As you can see from there, that’s already a lot of variables that can change quite a bit from one hand to the next. So is it worth doing that work for every hand, or is it only necessary to visualize a large pile of chips sliding your way 90% of the time if you’re playing against someone who will only call with their top 10% of hands?

So the remaining 10% of the time you’re getting called. If they’re calling 10% of the time, with the top 10% of hands, then you need to work out how good your shove range is against the top 10% of hands.

Say you’re shoving with 50% of your hands. You you get the small pot 90% of the time, and you get called 10% of the time. Of that 10%, the opponent has a range advantage over you. Depending on exactly how you construct those ranges, it can affect the calculation, but we can loosely estimate that you’re going to lose to the 10% best hands about 60-70% of the time, perhaps more, but not much more than 80%.

The size of the big pot is the same whether you win it or lose it, and it is equal to the (size of the smaller stack * number of callers) + whatever dead chips came from other players who put chips in the middle before folding.

Whatever that amount is, you lose it some % of the time, probably somewhere between 60-80%, and you win it the balance of the time. I didn’t take the time to plug ranges into a solver to figure this out, it’s just a rough estimate.

So then:

90% * (small pot) + (10% * (20-40% * large pot) - (60-80% * large pot))

Say that you’re employing this strategy at 10BB effective stacks. Small pot is 1.5BB (for simplicity, we’ll consider a game where there is no ante, and situations where there are no limps and no opens ahead of your shove).

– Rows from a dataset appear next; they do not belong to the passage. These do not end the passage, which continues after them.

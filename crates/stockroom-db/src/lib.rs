//! # stockroom-db: Database Layer for Stockroom
//!
//! SQLite persistence for articles, products, orders and payments. Every
//! mutating call runs in exactly one transaction; any error rolls all of
//! its writes back.
//!
//! ## Architecture Position
//! ```text
//! ┌─────────────────────────────────────────────────────────────────────────┐
//! │                        Stockroom Data Flow                              │
//! │                                                                         │
//! │  Request layer (JSON in, ApiError out)                                 │
//! │       │                                                                 │
//! │       ▼                                                                 │
//! │  ┌─────────────────────────────────────────────────────────────────┐   │
//! │  │                   stockroom-db (THIS CRATE)                     │   │
//! │  │                                                                 │   │
//! │  │   ┌───────────────┐    ┌───────────────┐    ┌──────────────┐  │   │
//! │  │   │   Database    │    │  Repositories │    │  Migrations  │  │   │
//! │  │   │   (pool.rs)   │    │               │    │  (embedded)  │  │   │
//! │  │   │               │    │ Articles      │    │              │  │   │
//! │  │   │ SqlitePool    │◄───│ Products      │    │ 001_init.sql │  │   │
//! │  │   │ DbConfig      │    │ Orders        │    │              │  │   │
//! │  │   │               │    │ Payments      │    │              │  │   │
//! │  │   │               │    │ Balance       │    │ 002_clients  │  │   │
//! │  │   │               │    │ Clients       │    │              │  │   │
//! │  │   │               │    │ Shipments     │    │              │  │   │
//! │  │   └───────────────┘    └───────┬───────┘    └──────────────┘  │   │
//! │  │                                │ ledger / debt steps           │   │
//! │  └────────────────────────────────┼────────────────────────────────┘   │
//! │                                   ▼                                     │
//! │                   stockroom-core (pricing, validation, math)           │
//! └─────────────────────────────────────────────────────────────────────────┘
//! ```
//!
//! ## Usage
//!
//! ```rust,ignore
//! use stockroom_db::{Database, DbConfig};
//!
//! let db = Database::new(DbConfig::from_env()?).await?;
//!
//! let product = db.products().create(&input).await?;
//! let order = db.orders().create(&order_input).await?;
//! let report = db.balance().report().await?;
//! ```

// =============================================================================
// Module Declarations
// =============================================================================

pub mod error;
pub mod migrations;
pub mod pool;
pub mod repository;

// =============================================================================
// Re-exports
// =============================================================================

pub use error::{ApiError, DbError, DbResult};
pub use pool::{ConfigError, Database, DbConfig};

pub use repository::article::ArticleRepository;
pub use repository::balance::BalanceRepository;
pub use repository::client::ClientRepository;
pub use repository::import::{ArticleImporter, ImportReport};
pub use repository::order::OrderRepository;
pub use repository::payment::PaymentRepository;
pub use repository::product::ProductRepository;
pub use repository::shipment::ShipmentRepository;

/// Installs the `tracing` subscriber used by the binaries.
///
/// `RUST_LOG` overrides the default filter.
pub fn init_tracing() {
    use tracing_subscriber::EnvFilter;

    let filter = EnvFilter::try_from_default_env()
        .unwrap_or_else(|_| EnvFilter::new("info,stockroom=debug,sqlx=warn"));

    tracing_subscriber::fmt().with_env_filter(filter).init();
}
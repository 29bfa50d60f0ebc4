//! # Order Repository
//!
//! Orders group products for one customer, carry shipment details and the
//! payments made against them.
//!
//! ## Status Machine
//! ```text
//! ┌─────────────────────────────────────────────────────────────────────────┐
//! │  Order status          Linked product status                            │
//! │  ────────────          ─────────────────────                            │
//! │  NEW (0)           ──► RESERVED                                         │
//! │  READY_TO_SHIP (1) ──► RESERVED                                         │
//! │  SHIPPED (2)       ──► SOLD                                             │
//! │                                                                         │
//! │  update():                                                              │
//! │    product dropped from the order   → AVAILABLE                         │
//! │    product added to the order       → status implied by order status    │
//! │    order enters SHIPPED             → every linked product SOLD         │
//! │                                                                         │
//! │  delete():  every linked product    → AVAILABLE                         │
//! └─────────────────────────────────────────────────────────────────────────┘
//! ```
//!
//! ## Write Path
//! ```text
//! validate input ─► BEGIN ─► validate payments against registry
//!                         ─► validate product selection
//!                         ─► write order, links, product statuses
//!                         ─► reconcile payments
//!                         ─► recalculate debt ─► COMMIT
//! ```
//! Any failure drops the transaction, so a rejected request leaves every
//! row as it was.

use std::collections::{BTreeSet, HashSet};

use sqlx::{SqliteConnection, SqlitePool};
use stockroom_core::debt::{debt, enters_shipped, target_status};
use stockroom_core::validation::{check_selection, validate_order, validate_payment, ProductLink};
use stockroom_core::{
    Money, Order, OrderInput, OrderStatus, PaymentInput, ProductStatus, ShipmentDetails,
};
use tracing::{debug, info};

use crate::error::{DbError, DbResult};
use crate::repository::product::{fetch_product, set_status};
use crate::repository::{begin_write, debt as order_debt, payment};
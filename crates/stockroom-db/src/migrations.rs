//! # Database Migrations
//!
//! Embedded SQL migrations for Stockroom.
//!
//! ```text
//! Database::new(config)
//!      │
//!      ▼
//! _sqlx_migrations present? ── no ──► create it
//!      │
//!      ▼
//! apply every embedded migration not yet recorded, in filename order
//!      │
//!      ▼
//! 001_initial_schema.sql  tables, indexes, payment-method seed rows
//! ```
//!
//! New migrations go in `migrations/sqlite/` as `NNN_description.sql`.
//! Applied files are never edited.

use sqlx::SqlitePool;
use tracing::info;

use crate::error::DbResult;

/// Embedded migrations from the `migrations/sqlite` directory.
static MIGRATOR: sqlx::migrate::Migrator = sqlx::migrate!("../../migrations/sqlite");

/// Runs all pending database migrations.
///
/// Idempotent, and each migration runs in its own transaction.
pub async fn run_migrations(pool: &SqlitePool) -> DbResult<()> {
    info!("Checking for pending migrations");

    MIGRATOR.run(pool).await?;

    info!("All migrations applied successfully");
    Ok(())
}

/// Returns `(total_migrations, applied_migrations)` for diagnostics.
pub async fn migration_status(pool: &SqlitePool) -> DbResult<(usize, usize)> {
    let total = MIGRATOR.migrations.len();

    let applied: i64 = sqlx::query_scalar("SELECT COUNT(*) FROM _sqlx_migrations")
        .fetch_one(pool)
        .await
        .unwrap_or(0);

    Ok((total, applied as usize))
}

Additionally, we’ll split the range of estimated wins/losses and use a 30-70% split of times you win vs. times you lose when you get called 10% of the time.

So:

=0.9 * 1.5BB + 0.1 * ((0.3% * 21.5BB) - (0.7 * 21.5BB))

= 1.35BB + 0.1 * (6.45BB - 15.05BB)

= 1.35BB + (0.1 * -8.6BB)

= 1.35BB - 0.86BB

= +.49BB

So if the numbers we plugged into the equation are accurate, then you’re profitable shoving, making on average about a half a big blind overall.

But keep in mind, 90% of the time you’re taking 1.5BB with no risk. With effective stacks at 10BB, that’s huge. If you are able to get away with this 2-3 times in an orbit, you’re taking a lot of chips (relative to your stack size) away from your opponents with little risk (there’s always some risk you’ll get called, but otherwise you’re taking the pot).

Does that mean you should shove a 90% range of hands, then? Well, no. Just because your opponent’s calling range is 10% of their starting hands, doesn’t mean that will hold true if you’re shoving 90% of the time. Because if your opponent see you shoving 90% of your hands, they’re going to quickly realize that you’re shoving a lot of junk, and they’ll adjust their calling range accordingly, meaning that the equation will need to be re-calculated. So if they start calling wider, you’ll need to tighten up and shove less often with better hands.

You’ll also need to use the concepts that this equation illuminates to determine when you should be calling when your opponent shoves.